“In front of most scenes and our experience of them, light is divided into spatial zones of sureness and doubt. Vision advances from light to light, like a figure walking on stepping stones.” John Berger
What’s in the dark is unknown, unseen, and we tend to avoid it. We don’t know what to expect, where the dangers lurk, and feel safer in the light. We could think of light as a metaphor for consciousness itself. We shine our light where we direct conscious attention. Where we don’t look stays in shadow. One of the most powerful images in psychoanalysis is the image of the shadow, referring to parts of ourselves that we don’t want to see, pain and fear we don’t acknowledge. Jung used the shadow as an image for the repressed contents of the psyche, what we find unacceptable about ourselves or in our memories that is kept from the light of consciousness, but still operates unconsciously, invisible to waking life unless conscious efforts are made to retrieve them. Leaving them in darkness allows them to influence behavior and use up psychic energy repeating old patterns and keeping the banished elements out of awareness. The psychological terms externalization and displacement refer how we try to deflect the shadow elements by attaching them to outside patterns that bear shared features. An unresolved issue from the past, hidden in the shadows, will find ways to resurface, triggered by an even minor correspondence to the original pattern but carrying all the emotional baggage of the original pattern. Recognizing the pattern frees the mind from underlying conflict. When I realized that the majority of arguments I had with my husband for the first ten years of our marriage were really arguments with my father, they stopped. He would trigger one aspect of an old theme and I would jump on it as though the rest of the pattern were true. When I finally saw that my husband didn’t share the attitudes and positions of my father and that I was using him to fight old battles, I became aware of an unconscious issue that was getting in my way. Once conscious, the pattern became knowledge.
Projection calls out feelings and traits of our own in other people- positive and negative- and can be seen on a conscious level as the mind trying to recognize itself. This makes it a tool for personal insight. If you look at the things you criticize and admire in others as reflecting yourself, you gain the kind of self-understanding that can help you utilize your full being.
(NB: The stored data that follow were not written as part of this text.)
use alloc::boxed::Box;
use alloc::sync::Arc;
use core::future::Future;
use core::pin::Pin;
use core::sync::atomic::Ordering::{Acquire, Relaxed};
use core::sync::atomic::{AtomicBool, AtomicUsize};
use core::task::Waker;
use crossbeam::queue::SegQueue;
use waker::TaskWaker;

pub use join::*;

mod join;
mod waker;

#[derive(Copy, Clone, Eq, PartialEq, Ord, PartialOrd, Hash)]
pub struct TaskId(usize);

impl TaskId {
    fn new() -> Self {
        static NEXT: AtomicUsize = AtomicUsize::new(0);
        Self(NEXT.fetch_add(1, Relaxed))
    }
}

pub struct Task<'a> {
    id: TaskId,
    waker: Waker,
    future: Pin<Box<dyn Future<Output=()> + Send + Sync + 'a>>,
    should_cancel: Arc<AtomicBool>,
    active_tasks: Arc<AtomicUsize>,
}

impl<'a> Task<'a> {
    pub(crate) fn new(
        ready_queue: Arc<SegQueue<TaskId>>,
        future: Pin<Box<impl Future<Output=()> + Send + Sync + 'a>>,
        should_cancel: Arc<AtomicBool>,
        active_tasks: Arc<AtomicUsize>,
    ) -> Self {
        let id = TaskId::new();
        let waker = TaskWaker::new_waker(id, ready_queue);
        Self { id, waker, future, should_cancel, active_tasks }
    }

    pub fn should_cancel(&self) -> bool {
        self.should_cancel.load(Acquire)
    }

    pub fn id(&self) -> TaskId {
        self.id
    }

    pub fn waker(&self) -> &Waker {
        &self.waker
    }

    pub fn future(&mut self) -> Pin<&mut (dyn Future<Output=()> + Send + Sync)> {
        self.future.as_mut()
    }
}

impl Drop for Task<'_> {
    fn drop(&mut self) {
        self.active_tasks.fetch_sub(1, Acquire);
    }
}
Harvard psychologist Ellen Langer did a fascinating study that showed that one reason people can’t change things about themselves they didn’t like was because the trait had a flip side they valued. The shy quality is also a reflective quality that takes in more of a situation than a more quickly reactive person. A person with a bad temper has a passionate nature that if not displaced or misdirected can be tapped for personal accomplishment. What could be thought of as stubborn on one side could be sticking to principles on the other. This is not an argument for the negative excesses of a trait but for recognition of its full scope so it can be integrated and utilized rather than fought. If all of the elements in the shadow can be woven into our personality, we extend our depth and understanding.
The cultural predisposition to criticism and denunciation creates barriers to accepting
patterns from the shadow that would enhance our self-awareness and understanding of others. If we view what we criticize and denounce, what we fight or lash out at, as valuable information from our shadow, we free psychic energy to use the capacities they were holding back. As Daniel Goleman writes in his book “Emotional Intelligence”, “emotional aptitude is a meta-ability determining how well we can use whatever other skills we have.” Every emotional block that keeps part of our being in darkness interferes with the clarity of our intelligence. Our shadow contains information that when brought into the light enlarges our picture of ourselves and our world.